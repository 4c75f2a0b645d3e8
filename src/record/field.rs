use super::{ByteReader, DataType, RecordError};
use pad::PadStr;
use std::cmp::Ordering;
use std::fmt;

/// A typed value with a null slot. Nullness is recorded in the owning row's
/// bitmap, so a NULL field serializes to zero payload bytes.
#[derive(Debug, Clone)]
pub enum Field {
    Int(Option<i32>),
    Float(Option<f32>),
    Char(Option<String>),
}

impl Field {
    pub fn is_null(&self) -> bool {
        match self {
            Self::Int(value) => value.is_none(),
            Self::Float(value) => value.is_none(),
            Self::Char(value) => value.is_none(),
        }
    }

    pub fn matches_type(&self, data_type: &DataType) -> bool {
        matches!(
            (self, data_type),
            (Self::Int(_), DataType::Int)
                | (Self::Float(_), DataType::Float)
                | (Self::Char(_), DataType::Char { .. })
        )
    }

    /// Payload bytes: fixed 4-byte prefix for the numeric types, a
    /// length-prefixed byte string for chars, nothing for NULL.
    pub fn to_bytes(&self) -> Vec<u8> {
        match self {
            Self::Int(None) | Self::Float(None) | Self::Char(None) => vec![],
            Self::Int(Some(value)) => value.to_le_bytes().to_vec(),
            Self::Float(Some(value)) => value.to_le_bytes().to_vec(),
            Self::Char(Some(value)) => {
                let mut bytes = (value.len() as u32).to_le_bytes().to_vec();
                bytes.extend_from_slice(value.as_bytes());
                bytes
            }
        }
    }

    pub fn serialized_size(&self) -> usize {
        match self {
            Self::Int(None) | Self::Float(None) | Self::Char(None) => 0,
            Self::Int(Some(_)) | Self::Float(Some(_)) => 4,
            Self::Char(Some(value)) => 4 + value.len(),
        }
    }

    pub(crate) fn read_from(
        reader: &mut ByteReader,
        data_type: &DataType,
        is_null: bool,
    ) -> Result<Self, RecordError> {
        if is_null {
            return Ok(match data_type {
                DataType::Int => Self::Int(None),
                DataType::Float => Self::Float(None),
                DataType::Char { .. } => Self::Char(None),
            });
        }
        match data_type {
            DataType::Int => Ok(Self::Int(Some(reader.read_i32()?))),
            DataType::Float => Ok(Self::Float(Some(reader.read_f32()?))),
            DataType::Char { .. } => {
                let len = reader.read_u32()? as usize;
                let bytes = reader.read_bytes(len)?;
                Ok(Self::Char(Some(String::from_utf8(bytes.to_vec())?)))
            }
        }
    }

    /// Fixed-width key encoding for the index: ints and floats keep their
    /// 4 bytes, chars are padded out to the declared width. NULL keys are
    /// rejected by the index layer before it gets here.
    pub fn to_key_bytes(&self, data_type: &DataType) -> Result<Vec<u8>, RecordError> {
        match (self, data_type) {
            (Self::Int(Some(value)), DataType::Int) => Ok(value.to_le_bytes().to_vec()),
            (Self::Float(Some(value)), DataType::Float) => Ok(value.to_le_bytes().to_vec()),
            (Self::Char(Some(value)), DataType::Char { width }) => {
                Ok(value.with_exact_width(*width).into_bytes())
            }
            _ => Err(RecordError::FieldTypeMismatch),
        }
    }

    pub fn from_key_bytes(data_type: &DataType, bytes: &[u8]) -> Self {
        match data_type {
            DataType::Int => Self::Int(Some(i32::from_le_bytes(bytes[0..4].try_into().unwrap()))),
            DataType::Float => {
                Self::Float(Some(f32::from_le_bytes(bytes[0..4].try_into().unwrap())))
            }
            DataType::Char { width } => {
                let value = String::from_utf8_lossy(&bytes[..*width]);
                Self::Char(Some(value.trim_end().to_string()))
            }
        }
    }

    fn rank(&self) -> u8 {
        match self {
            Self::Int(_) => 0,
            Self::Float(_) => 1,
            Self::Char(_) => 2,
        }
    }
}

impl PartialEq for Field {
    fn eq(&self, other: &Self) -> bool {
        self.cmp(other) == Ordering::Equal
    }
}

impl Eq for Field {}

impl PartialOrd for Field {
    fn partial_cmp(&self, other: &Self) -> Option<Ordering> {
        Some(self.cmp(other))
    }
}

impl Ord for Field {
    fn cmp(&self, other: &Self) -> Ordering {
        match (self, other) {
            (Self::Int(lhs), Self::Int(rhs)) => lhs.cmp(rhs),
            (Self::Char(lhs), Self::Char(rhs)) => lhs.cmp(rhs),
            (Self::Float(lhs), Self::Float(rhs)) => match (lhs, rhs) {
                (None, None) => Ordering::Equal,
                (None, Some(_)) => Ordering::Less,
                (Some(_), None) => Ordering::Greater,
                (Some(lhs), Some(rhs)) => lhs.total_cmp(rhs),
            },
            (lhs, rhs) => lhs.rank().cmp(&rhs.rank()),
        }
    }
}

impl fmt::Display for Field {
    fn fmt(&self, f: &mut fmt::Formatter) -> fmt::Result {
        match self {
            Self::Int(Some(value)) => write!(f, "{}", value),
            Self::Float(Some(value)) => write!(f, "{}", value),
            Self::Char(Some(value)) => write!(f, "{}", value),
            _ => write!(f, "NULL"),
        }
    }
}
# # #
Each line from the one that contains "fn fmt(&self, f: &mut" through the end of the material above should be returned exactly, and nothing else.

Written response —
    fn fmt(&self, f: &mut fmt::Formatter) -> fmt::Result {
        match self {
            Self::Int(Some(value)) => write!(f, "{}", value),
            Self::Float(Some(value)) => write!(f, "{}", value),
            Self::Char(Some(value)) => write!(f, "{}", value),
            _ => write!(f, "NULL"),
        }
    }
}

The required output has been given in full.